### Task
Please copy exactly every line from the one that contains "validate_config(&config).map_err(ConfigError::Validation)?;" to the end of the data below, with both ends included and no other lines.

┌──

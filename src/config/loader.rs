//! Configuration loading from disk.

use std::fs;
use std::path::Path;

use thiserror::Error;

use crate::config::schema::ToolkitConfig;
use crate::config::validation::{validate_config, ValidationError};

/// Error type for configuration loading.
#[derive(Debug, Error)]
pub enum ConfigError {
    #[error("IO error: {0}")]
    Io(#[from] std::io::Error),

    #[error("Parse error: {0}")]
    Parse(#[from] toml::de::Error),

    #[error("Validation failed: {}", join(.0))]
    Validation(Vec<ValidationError>),
}

fn join(errors: &[ValidationError]) -> String {
    errors
        .iter()
        .map(ToString::to_string)
        .collect::<Vec<_>>()
        .join(", ")
}

/// Load and validate configuration from a TOML file.
pub fn load_config(path: &Path) -> Result<ToolkitConfig, ConfigError> {
    let content = fs::read_to_string(path)?;
    let config = parse_config(&content)?;
    tracing::info!(path = %path.display(), "Configuration loaded");
    Ok(config)
}

/// Parse and validate configuration from TOML text.
pub fn parse_config(content: &str) -> Result<ToolkitConfig, ConfigError> {
    let config: ToolkitConfig = toml::from_str(content)?;
    validate_config(&config).map_err(ConfigError::Validation)?;
    Ok(config)
}
//! Structured logging.
//!
//! # Responsibilities
//! - Initialize logging subsystem
//! - Configure log level from config, overridable through `RUST_LOG`
//!
//! # Design Decisions
//! - Uses tracing crate for structured logging
//! - JSON format for production, pretty format for development

use tracing_subscriber::{layer::SubscriberExt, util::SubscriberInitExt, EnvFilter};

use crate::config::ObservabilityConfig;

/// Install the global tracing subscriber.
///
/// Returns an error if a global subscriber has already been set.
pub fn init_logging(
    config: &ObservabilityConfig,
) -> Result<(), tracing_subscriber::util::TryInitError> {
    let filter = EnvFilter::try_from_default_env()
        .unwrap_or_else(|_| EnvFilter::new(default_directives(&config.log_level)));

    let registry = tracing_subscriber::registry().with(filter);
    if config.json_logs {
        registry
            .with(tracing_subscriber::fmt::layer().json())
            .try_init()
    } else {
        registry.with(tracing_subscriber::fmt::layer()).try_init()
    }
}

fn default_directives(level: &str) -> String {
    format!("bounded_resilience={level},resilience_probe={level},warn")
}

└──

### Solution below
    validate_config(&config).map_err(ConfigError::Validation)?;
    Ok(config)
}
//! Structured logging.
//!
//! # Responsibilities
//! - Initialize logging subsystem
//! - Configure log level from config, overridable through `RUST_LOG`
//!
//! # Design Decisions
//! - Uses tracing crate for structured logging
//! - JSON format for production, pretty format for development

use tracing_subscriber::{layer::SubscriberExt, util::SubscriberInitExt, EnvFilter};

use crate::config::ObservabilityConfig;

/// Install the global tracing subscriber.
///
/// Returns an error if a global subscriber has already been set.
pub fn init_logging(
    config: &ObservabilityConfig,
) -> Result<(), tracing_subscriber::util::TryInitError> {
    let filter = EnvFilter::try_from_default_env()
        .unwrap_or_else(|_| EnvFilter::new(default_directives(&config.log_level)));

    let registry = tracing_subscriber::registry().with(filter);
    if config.json_logs {
        registry
            .with(tracing_subscriber::fmt::layer().json())
            .try_init()
    } else {
        registry.with(tracing_subscriber::fmt::layer()).try_init()
    }
}

fn default_directives(level: &str) -> String {
    format!("bounded_resilience={level},resilience_probe={level},warn")
}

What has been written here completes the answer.